Al riguardo deve rilevarsi che il giudice di appello (al pari di quello di primo grado ed in adempimento di un criterio valutativo ritenuto corretto da questa Corte, v. sopra al n. 8) ha formulato il suo giudizio di sussistenza della giusta causa sulla base del "complessivo comportamento messo in atto" (v. pag. 33 della motivazione), senza assegnare carattere esclusivo a singoli aspetti della condotta tenuta dal lavoratore nelle singole circostanze, ma rilevando anzi che si tratta di "tanti diversi e variegati comportamenti ma tutti, sia partitamente valutati che complessivamente apprezzati, decisamente ed ampiamente evocativi dell’intervenuta violazione delle fondamentali regole di correttezza e di buona fede nella prestazione di lavoro e dunque giustificativi del venir meno di quella fiducia su cui può e deve ragionevolmente fare appunto affidamento il datore di lavoro …" (pag. 34).
Conseguentemente, parte ricorrente avrebbe dovuto svolgere adeguate considerazioni circa il carattere scriminante delle circostanze oggetto di (pretesa) scarsa valutazione da parte del giudice di appello, evidenziando in che termini le circostanze stesse, ove ricondotte nella loro (pretesa) giusta portata, avrebbero potuto attenuare il giudizio complessivo sulla illiceità del comportamento complessivo.

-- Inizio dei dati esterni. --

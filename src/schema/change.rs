//! Pending column and index change-sets.

use serde::Serialize;
use std::collections::HashSet;

use super::database_column::DatabaseColumnInfo;
use super::error::{SchemaError, SchemaResult};
use crate::model::ColumnModel;
use crate::sql::naming;

/// What a [`ColumnChangeDetails`] amounts to.
#[derive(Debug, Clone, Copy, PartialEq, Eq)]
pub enum ChangeKind {
    Add,
    Delete,
    Update,
    NoOp,
}

/// A single (old, new) column pair, consumed once to build DDL.
#[derive(Debug, Clone, PartialEq, Eq)]
pub struct ColumnChangeDetails {
    pub old_column: Option<ColumnModel>,
    /// Live state of the old column, when it exists in the store.
    pub old_column_info: Option<DatabaseColumnInfo>,
    pub new_column: Option<ColumnModel>,
}

impl ColumnChangeDetails {
    pub fn new(old_column: Option<ColumnModel>, new_column: Option<ColumnModel>) -> SchemaResult<Self> {
        if old_column.is_none() && new_column.is_none() {
            return Err(SchemaError::EmptyChange);
        }
        Ok(Self {
            old_column,
            old_column_info: None,
            new_column,
        })
    }

    pub fn add(column: ColumnModel) -> Self {
        Self {
            old_column: None,
            old_column_info: None,
            new_column: Some(column),
        }
    }

    pub fn delete(column: ColumnModel) -> Self {
        Self {
            old_column: Some(column),
            old_column_info: None,
            new_column: None,
        }
    }

    pub fn with_old_column_info(mut self, info: DatabaseColumnInfo) -> Self {
        self.old_column_info = Some(info);
        self
    }

    pub fn kind(&self) -> ChangeKind {
        match (&self.old_column, &self.new_column) {
            (None, Some(_)) => ChangeKind::Add,
            (Some(_), None) => ChangeKind::Delete,
            (Some(old), Some(new)) if old == new => ChangeKind::NoOp,
            (Some(_), Some(_)) => ChangeKind::Update,
            // Rejected by the constructor.
            (None, None) => ChangeKind::NoOp,
        }
    }
}

/// Index rename from a stale name to the deterministic one.
#[derive(Debug, Clone, PartialEq, Eq, Serialize)]
pub struct IndexRename {
    pub column: DatabaseColumnInfo,
    pub from: String,
    pub to: String,
}

/// Columns to add, remove or rename an index for. The sets are disjoint.
#[derive(Debug, Clone, Default, PartialEq, Eq, Serialize)]
pub struct IndexChange {
    pub to_add: Vec<DatabaseColumnInfo>,
    pub to_remove: Vec<DatabaseColumnInfo>,
    pub to_rename: Vec<IndexRename>,
}

impl IndexChange {
    pub fn new(
        to_add: Vec<DatabaseColumnInfo>,
        to_remove: Vec<DatabaseColumnInfo>,
        to_rename: Vec<IndexRename>,
    ) -> SchemaResult<Self> {
        let mut seen = HashSet::new();
        let names = to_add
            .iter()
            .chain(to_remove.iter())
            .chain(to_rename.iter().map(|r| &r.column))
            .map(|c| c.column_name.as_str());
        for name in names {
            if !seen.insert(name) {
                return Err(SchemaError::OverlappingIndexChange(name.to_string()));
            }
        }
        Ok(Self {
            to_add,
            to_remove,
            to_rename,
        })
    }

    pub fn is_empty(&self) -> bool {
        self.to_add.is_empty() && self.to_remove.is_empty() && self.to_rename.is_empty()
    }
}

// ============================================================================
// Name-set diff
// ============================================================================

/// Result of diffing existing physical names against a logical schema.
#[derive(Debug, Clone, Default, PartialEq, Eq)]
pub struct ColumnDiff {
    /// Logical columns whose full definition must be added.
    pub to_add: Vec<ColumnModel>,
    /// Physical column names to drop.
    pub to_drop: Vec<String>,
}

impl ColumnDiff {
    pub fn is_no_op(&self) -> bool {
        self.to_add.is_empty() && self.to_drop.is_empty()
    }

    /// The physical name set after applying drops then adds.
    pub fn apply(&self, old_physical_names: &[String]) -> HashSet<String> {
        let mut names: HashSet<String> = old_physical_names
            .iter()
            .filter(|n| !naming::is_reserved_column_name(n))
            .cloned()
            .collect();
        for drop in &self.to_drop {
            names.remove(drop);
        }
        for add in &self.to_add {
            names.extend(naming::physical_names(add));
        }
        names
    }
}

/// Diff the physical names present in the store against a new schema.
///
/// Identity is the id-derived physical name only, so display-name changes
/// never produce DDL. A logical column with any physical name missing is
/// added whole; its names that are present are dropped first so the add
/// never collides with a leftover half of the column.
pub fn diff_columns(old_physical_names: &[String], new_schema: &[ColumnModel]) -> ColumnDiff {
    let mut remaining: Vec<&String> = old_physical_names
        .iter()
        .filter(|n| !naming::is_reserved_column_name(n))
        .collect();
    let mut to_add = Vec::new();
    for column in new_schema {
        let expected = naming::physical_names(column);
        let all_present = expected.iter().all(|name| remaining.contains(&name));
        if all_present {
            remaining.retain(|name| !expected.contains(name));
        } else {
            to_add.push(column.clone());
        }
    }
    let mut to_drop: Vec<String> = Vec::new();
    for name in remaining {
        if !to_drop.contains(name) {
            to_drop.push(name.clone());
        }
    }
    ColumnDiff { to_add, to_drop }
}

Anche questi ultimi due motivi sono, pertanto, da considerare infondati.
12.- Infondati tutti i motivi, il ricorso deve essere rigettato.
13.- Le spese del giudizio di legittimità, come liquidate in dispositivo, seguono la soccombenza nei confronti di entrambi i controricorrenti.
P.Q.M.
La Corte rigetta il ricorso e condanna il ricorrente alle spese del giudizio di legittimità, che liquida in Euro 30,00 per esborsi ed in Euro 2.000 (duemila) per onorari, oltre spese generali, I.V.A. e C.P.A., in favore di ciascuno dei controricorrenti.
Così deciso in Roma, il 9 maggio 2012.